══ Records supplied
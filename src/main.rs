use anyhow::Context;
use std::fs::File;
use std::path::PathBuf;

#[derive(Debug, Default)]
struct CliArgs {
    manifest: Option<String>,
    assets: Option<PathBuf>,
    null_audio: bool,
    verbose: bool,
}

fn main() -> anyhow::Result<()> {
    let args = parse_args(std::env::args().skip(1).collect())?;
    init_logging(args.verbose)?;

    let mut settings = tapedeck::config::load_settings()?;
    if let Some(manifest) = args.manifest {
        settings.manifest = manifest;
    }
    if let Some(assets) = args.assets {
        settings.asset_root = assets;
    }
    settings.null_audio |= args.null_audio;

    tapedeck::app::run(settings)
}

fn init_logging(verbose: bool) -> anyhow::Result<()> {
    use simplelog::{Config, LevelFilter, WriteLogger};

    let level = if verbose {
        LevelFilter::Debug
    } else {
        LevelFilter::Info
    };
    tapedeck::config::ensure_config_dir()?;
    let path = tapedeck::config::log_path()?;
    let file = File::create(&path)
        .with_context(|| format!("failed to create log file {}", path.display()))?;
    WriteLogger::init(level, Config::default(), file).context("failed to initialise logging")?;

    log::info!("tapedeck starting (log level: {level:?})");
    Ok(())
}

fn parse_args(args: Vec<String>) -> anyhow::Result<CliArgs> {
    let mut out = CliArgs::default();
    let mut index = 0;
    while index < args.len() {
        match args[index].as_str() {
            "--manifest" => {
                index += 1;
                let Some(value) = args.get(index) else {
                    anyhow::bail!("--manifest requires a path");
                };
                out.manifest = Some(value.trim().to_string());
            }
            "--assets" => {
                index += 1;
                let Some(value) = args.get(index) else {
                    anyhow::bail!("--assets requires a directory");
                };
                out.assets = Some(PathBuf::from(value.trim()));
            }
            "--null" => out.null_audio = true,
            "-v" | "--verbose" => out.verbose = true,
            "-h" | "--help" => {
                print_help();
                std::process::exit(0);
            }
            other => anyhow::bail!("unknown argument {other}"),
        }
        index += 1;
    }
    Ok(out)
}

fn print_help() {
    println!("Tapedeck");
    println!("  --manifest path   Track list, relative to the asset root");
    println!("  --assets dir      Directory assets are read from");
    println!("  --null            Run without audio output");
    println!("  --verbose         Debug logging");
}

#[cfg(test)]
mod tests {
    use super::*;

    fn args(raw: &[&str]) -> Vec<String> {
        raw.iter().map(|arg| arg.to_string()).collect()
    }

    #[test]
    fn overrides_are_parsed() {
        let parsed = parse_args(args(&["--manifest", "list.json", "--null", "-v"])).expect("parse");
        assert_eq!(parsed.manifest.as_deref(), Some("list.json"));
        assert!(parsed.null_audio);
        assert!(parsed.verbose);
    }

    #[test]
    fn missing_value_and_unknown_flags_fail() {
        assert!(parse_args(args(&["--assets"])).is_err());
        assert!(parse_args(args(&["--host"])).is_err());
    }
}
use crate::effects::{AmbienceKind, EffectKind, Effectiveness};
use crate::player::Player;
use crate::studio::StudioEngine;
use ratatui::prelude::*;
use ratatui::widgets::{Block, Borders, Gauge, Paragraph, Wrap};

const APP_TITLE: &str = "Tapedeck  ";

#[derive(Debug, Clone, Copy, PartialEq, Eq)]
pub enum Control {
    Effect(EffectKind),
    Ambience(AmbienceKind),
}

pub const CONTROLS: [Control; 8] = [
    Control::Effect(EffectKind::Grit),
    Control::Effect(EffectKind::Brightness),
    Control::Effect(EffectKind::Chops),
    Control::Effect(EffectKind::Vocals),
    Control::Ambience(AmbienceKind::Rain),
    Control::Ambience(AmbienceKind::Vinyl),
    Control::Ambience(AmbienceKind::Birds),
    Control::Ambience(AmbienceKind::Radio),
];

#[derive(Clone, Copy)]
struct Palette {
    bg: Color,
    panel_bg: Color,
    border: Color,
    text: Color,
    muted: Color,
    accent: Color,
    alert: Color,
    selected_bg: Color,
}

const PALETTE: Palette = Palette {
    bg: Color::Rgb(14, 12, 16),
    panel_bg: Color::Rgb(24, 21, 27),
    border: Color::Rgb(110, 92, 104),
    text: Color::Rgb(236, 226, 232),
    muted: Color::Rgb(150, 138, 146),
    accent: Color::Rgb(206, 168, 189),
    alert: Color::Rgb(249, 174, 88),
    selected_bg: Color::Rgb(44, 38, 48),
};

const GAUGE_IDLE: (u8, u8, u8) = (48, 48, 48);
const GAUGE_FULL: (u8, u8, u8) = (206, 168, 189);
const LABEL_IDLE: (u8, u8, u8) = (68, 68, 68);
const LABEL_FULL: (u8, u8, u8) = (255, 255, 255);
const TOGGLE_ON: Color = Color::Rgb(211, 40, 40);
const TOGGLE_OFF: Color = Color::Rgb(48, 48, 48);

pub fn mix_rgb(from: (u8, u8, u8), to: (u8, u8, u8), t: f32) -> Color {
    let t = t.clamp(0.0, 1.0);
    let channel = |a: u8, b: u8| (f32::from(a) + (f32::from(b) - f32::from(a)) * t).round() as u8;
    Color::Rgb(
        channel(from.0, to.0),
        channel(from.1, to.1),
        channel(from.2, to.2),
    )
}

fn light_color(light: Effectiveness) -> Color {
    mix_rgb(GAUGE_IDLE, GAUGE_FULL, light.mix)
}

fn label_color(light: Effectiveness) -> Color {
    mix_rgb(LABEL_IDLE, LABEL_FULL, light.mix)
}

pub fn draw(frame: &mut Frame, player: &Player, engine: &dyn StudioEngine, selected: usize) {
    let colors = PALETTE;
    frame.render_widget(
        Block::default().style(Style::default().bg(colors.bg)),
        frame.area(),
    );

    let vertical = Layout::default()
        .direction(Direction::Vertical)
        .constraints([
            Constraint::Length(4),
            Constraint::Min(10),
            Constraint::Length(3),
        ])
        .split(frame.area());

    draw_now_playing(frame, player, engine, vertical[0], &colors);

    let body = Layout::default()
        .direction(Direction::Horizontal)
        .constraints([Constraint::Percentage(50), Constraint::Percentage(50)])
        .split(vertical[1]);

    let effects_area = inner_panel(frame, "Effects", body[0], &colors);
    for (row, area) in control_rows(effects_area).into_iter().enumerate() {
        let Control::Effect(kind) = CONTROLS[row] else {
            continue;
        };
        draw_effect(frame, player, kind, row == selected, area, &colors);
    }

    let ambience_area = inner_panel(frame, "Ambience", body[1], &colors);
    for (offset, area) in control_rows(ambience_area).into_iter().enumerate() {
        let row = offset + EffectKind::ALL.len();
        let Control::Ambience(kind) = CONTROLS[row] else {
            continue;
        };
        draw_ambience(frame, player, engine, kind, row == selected, area, &colors);
    }

    let footer = Paragraph::new(Line::from(vec![
        Span::styled(
            "Keys: Space play/pause, n/p next/prev, 1-4 ambience, Up/Down select, +/- adjust, [/] fine, r retry, s save, q quit",
            Style::default().fg(colors.muted),
        ),
        Span::styled("  |  ", Style::default().fg(colors.muted)),
        Span::styled(player.status.as_str(), Style::default().fg(colors.text)),
    ]))
    .block(panel_block(
        "Message",
        colors.panel_bg,
        colors.text,
        colors.border,
    ))
    .wrap(Wrap { trim: true });
    frame.render_widget(footer, vertical[2]);
}

fn draw_now_playing(
    frame: &mut Frame,
    player: &Player,
    engine: &dyn StudioEngine,
    area: Rect,
    colors: &Palette,
) {
    let state = if player.is_halted() {
        "Halted"
    } else if player.is_loading() {
        "Loading"
    } else if player.is_paused(engine).unwrap_or(false) {
        "Paused"
    } else {
        "Playing"
    };
    let position = player
        .queue()
        .map(|queue| format!("{}/{}", queue.index() + 1, queue.len()))
        .unwrap_or_else(|| String::from("-/-"));

    let text = vec![
        Line::from(vec![
            Span::styled(
                APP_TITLE,
                Style::default()
                    .fg(colors.accent)
                    .add_modifier(Modifier::BOLD),
            ),
            Span::styled(
                player.now_playing().unwrap_or("-"),
                Style::default().fg(colors.text),
            ),
        ]),
        Line::from(vec![
            Span::styled(state, Style::default().fg(colors.alert)),
            Span::styled("  |  ", Style::default().fg(colors.muted)),
            Span::styled(
                format!("Queue {position}"),
                Style::default().fg(colors.muted),
            ),
            Span::styled("  |  ", Style::default().fg(colors.muted)),
            Span::styled(engine.output_name(), Style::default().fg(colors.muted)),
        ]),
    ];
    let block = Paragraph::new(text).block(panel_block(
        "Now Playing",
        colors.panel_bg,
        colors.text,
        colors.border,
    ));
    frame.render_widget(block, area);
}

fn draw_effect(
    frame: &mut Frame,
    player: &Player,
    kind: EffectKind,
    selected: bool,
    area: Rect,
    colors: &Palette,
) {
    let light = player.lights()[kind.index()];
    let raw = player.controls().effect(kind);
    let label = Line::from(vec![
        Span::styled(marker(selected), Style::default().fg(colors.accent)),
        Span::styled(
            kind.label(),
            Style::default()
                .fg(label_color(light))
                .add_modifier(Modifier::BOLD),
        ),
    ]);
    let gauge = Gauge::default()
        .gauge_style(Style::default().fg(light_color(light)).bg(colors.bg))
        .percent(u16::from(raw))
        .label(format!("{raw}"));
    draw_row(frame, label, gauge, selected, area, colors);
}

fn draw_ambience(
    frame: &mut Frame,
    player: &Player,
    engine: &dyn StudioEngine,
    kind: AmbienceKind,
    selected: bool,
    area: Rect,
    colors: &Palette,
) {
    let raw = player.controls().ambience(kind);
    let (toggle, caption) = if !player.ambience_available(kind) {
        (TOGGLE_OFF, "n/a")
    } else if player.ambience_active(engine, kind) {
        (TOGGLE_ON, "on")
    } else {
        (TOGGLE_OFF, "off")
    };
    let label = Line::from(vec![
        Span::styled(marker(selected), Style::default().fg(colors.accent)),
        Span::styled(
            format!("{}  ", kind.label()),
            Style::default().fg(colors.text).add_modifier(Modifier::BOLD),
        ),
        Span::styled(caption, Style::default().fg(toggle)),
    ]);
    let gauge = Gauge::default()
        .gauge_style(Style::default().fg(toggle).bg(colors.bg))
        .percent(u16::from(raw))
        .label(format!("{raw}"));
    draw_row(frame, label, gauge, selected, area, colors);
}

fn draw_row(
    frame: &mut Frame,
    label: Line<'_>,
    gauge: Gauge<'_>,
    selected: bool,
    area: Rect,
    colors: &Palette,
) {
    let rows = Layout::default()
        .direction(Direction::Vertical)
        .constraints([Constraint::Length(1), Constraint::Length(1)])
        .split(area);
    let mut paragraph = Paragraph::new(label);
    if selected {
        paragraph = paragraph.style(Style::default().bg(colors.selected_bg));
    }
    frame.render_widget(paragraph, rows[0]);
    frame.render_widget(gauge, rows[1]);
}

fn marker(selected: bool) -> &'static str {
    if selected { "-> " } else { "   " }
}

fn inner_panel(frame: &mut Frame, title: &str, area: Rect, colors: &Palette) -> Rect {
    let block = panel_block(title, colors.panel_bg, colors.text, colors.border);
    let inner = block.inner(area).inner(Margin {
        vertical: 0,
        horizontal: 1,
    });
    frame.render_widget(block, area);
    inner
}

fn control_rows(area: Rect) -> Vec<Rect> {
    Layout::default()
        .direction(Direction::Vertical)
        .constraints([Constraint::Length(3); 4])
        .split(area)
        .to_vec()
}

fn panel_block(title: &str, bg: Color, text: Color, border: Color) -> Block<'_> {
    Block::default()
        .borders(Borders::ALL)
        .title(Span::styled(
            format!(" {title} "),
            Style::default().fg(text).add_modifier(Modifier::BOLD),
        ))
        .border_style(Style::default().fg(border))
        .style(Style::default().bg(bg))
}

#[cfg(test)]
mod tests {
    use super::*;

    #[test]
    fn blend_endpoints_match_the_palette() {
        assert_eq!(mix_rgb(GAUGE_IDLE, GAUGE_FULL, 0.0), Color::Rgb(48, 48, 48));
        assert_eq!(mix_rgb(GAUGE_IDLE, GAUGE_FULL, 1.0), Color::Rgb(206, 168, 189));
    }

    #[test]
    fn out_of_range_mix_is_clamped_for_colour_only() {
        let light = Effectiveness::from_level(1.5);
        assert!(light.mix < 1.0);
        assert_eq!(label_color(Effectiveness::from_level(-1.0)), Color::Rgb(68, 68, 68));
        assert_eq!(
            mix_rgb(LABEL_IDLE, LABEL_FULL, 3.0),
            Color::Rgb(255, 255, 255)
        );
    }

    #[test]
    fn controls_list_effects_before_ambience() {
        assert!(matches!(CONTROLS[0], Control::Effect(EffectKind::Grit)));
        assert!(matches!(CONTROLS[7], Control::Ambience(AmbienceKind::Radio)));
    }
}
════
> **Work to be completed**: Your reply should be a single number: the count of lines above that include the string "CliArgs".

> **Expected output**: 3